Mantaro valley is located in the Central Andes of Peru, in Valle del Mantaro, one of the largest Andean valleys. It has a population of around one million inhabitants. Its activities revolve around agriculture and commerce, and it is surrounded by a multitude of small villages dedicated to agriculture and livestock. Its small family businesses have become famous, producing arts, crafts and cloths, as well as working with silversmithing.
Our social work is carried out in the villages of the Mantaro Valley, in the department of Junin, in the central Andes of Peru, one of the largest inter-Andean valleys in Peru, with a population close to half a million inhabitants,
From the area where we do our social work:
Although we develop our projects trying to include new towns and villages within the Mantaro Valley and surroundings, our main work focuses on Cerro Hermosa, an area located 20 minutes walk from the city of Huancayo, characterized mainly as a place The arrival of many migrant families from provinces classified by the international development agencies as “extreme poverty and necessity” (Junin, Huancavelica, Ayacucho, Andahuaylas and central jungle), because all of them are part of the main least developed Peruvian focus Or socially and economically excluded “Vrae”.

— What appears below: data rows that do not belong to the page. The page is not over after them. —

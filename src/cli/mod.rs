pub mod actions;
pub mod commands;
pub mod dispatch;
pub mod telemetry;

mod start;
pub use self::start::start;
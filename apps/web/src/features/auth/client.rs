//! Client wrappers for the credential service. The portal ships with the mock
//! authenticator only; a short delay keeps the pending state of the forms
//! visible. Passwords are never logged.

use gloo_timers::future::TimeoutFuture;
use loan_core::{
    CurrentUser,
    session::{AuthError, Authenticator, Credentials, MockAuthenticator, Registration},
};

/// Simulated round trip of the auth service.
const AUTH_DELAY_MS: u32 = 600;

/// Checks the credentials and returns the identity to sign in.
pub async fn login(credentials: &Credentials) -> Result<CurrentUser, AuthError> {
    TimeoutFuture::new(AUTH_DELAY_MS).await;
    MockAuthenticator.login(credentials).await
}

/// Creates an account and returns the identity to sign in.
pub async fn register(registration: &Registration) -> Result<CurrentUser, AuthError> {
    TimeoutFuture::new(AUTH_DELAY_MS).await;
    MockAuthenticator.register(registration).await
}
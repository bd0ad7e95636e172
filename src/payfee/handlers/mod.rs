pub mod health;
pub use self::health::health;
//! Alert banners for success, error and info messages. They replace the
//! transient toasts of a typical dashboard: the message stays inline next to
//! the form that produced it. Messages must be safe to render.

use leptos::prelude::*;

#[derive(Clone, Copy)]
/// Supported alert styles.
pub enum AlertKind {
    Error,
    Success,
    Info,
}

/// Renders a styled alert banner with an optional bold title.
#[component]
pub fn Alert(
    kind: AlertKind,
    #[prop(into)] message: String,
    #[prop(optional, into)] title: Option<String>,
) -> impl IntoView {
    let class = match kind {
        AlertKind::Error => {
            "rounded-lg border border-red-200 bg-red-50 px-4 py-3 text-sm text-red-700 dark:border-red-400 dark:bg-red-900/30 dark:text-red-200"
        }
        AlertKind::Success => {
            "rounded-lg border border-emerald-200 bg-emerald-50 px-4 py-3 text-sm text-emerald-700 dark:border-emerald-400 dark:bg-emerald-900/30 dark:text-emerald-200"
        }
        AlertKind::Info => {
            "rounded-lg border border-blue-200 bg-blue-50 px-4 py-3 text-sm text-blue-700 dark:border-blue-400 dark:bg-blue-900/30 dark:text-blue-200"
        }
    };

    view! {
        <div class=class role="alert">
            {title.map(|title| view! { <p class="font-semibold">{title}</p> })}
            <p>{message}</p>
        </div>
    }
}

They have settled there, often very numerous, who share almost the same history and situation: having to have migrated in search of a better life and better living conditions for their children, usually the parents are underemployed or They work in factories of bricks that abound in the surroundings or look for the life in the city like day laborers and street vendors in local markets.
This area lacks the basic services of potable water and sewage, there is no
Health services and the health situation is extreme, with too many cases of chronic child and maternal malnutrition, as well as preventable diseases with the simple basic notion of clean habits and healthy environments.
Socially speaking, most of these people speak the language Quechua, language of the ancient Inca Empire, as well as basic Spanish, these families have been excluded from any notion of development, and when they reach these areas around the cities, their way of adaptation Is slow, difficult and frustrating, many of these people developing negative social habits such as alcoholism, domestic violence, negative social practices, family abandonment and others. Such as carelessness in the education of children, their families and their personal development.
It is a difficult area, with small family dwellings dotting the slopes of a great mountain, houses mostly made of mud and mud bricks, with many domestic animals around, and endless little children playing and wallowing in the dust Red clay that abounds on the ground.
We socially intervene with the illusion of helping to give a better quality of life to the people who need it most and to see in their smiles of gratitude the only and most brilliant sample of payment that we need to continue with our direct social work here In the Andes of Peru.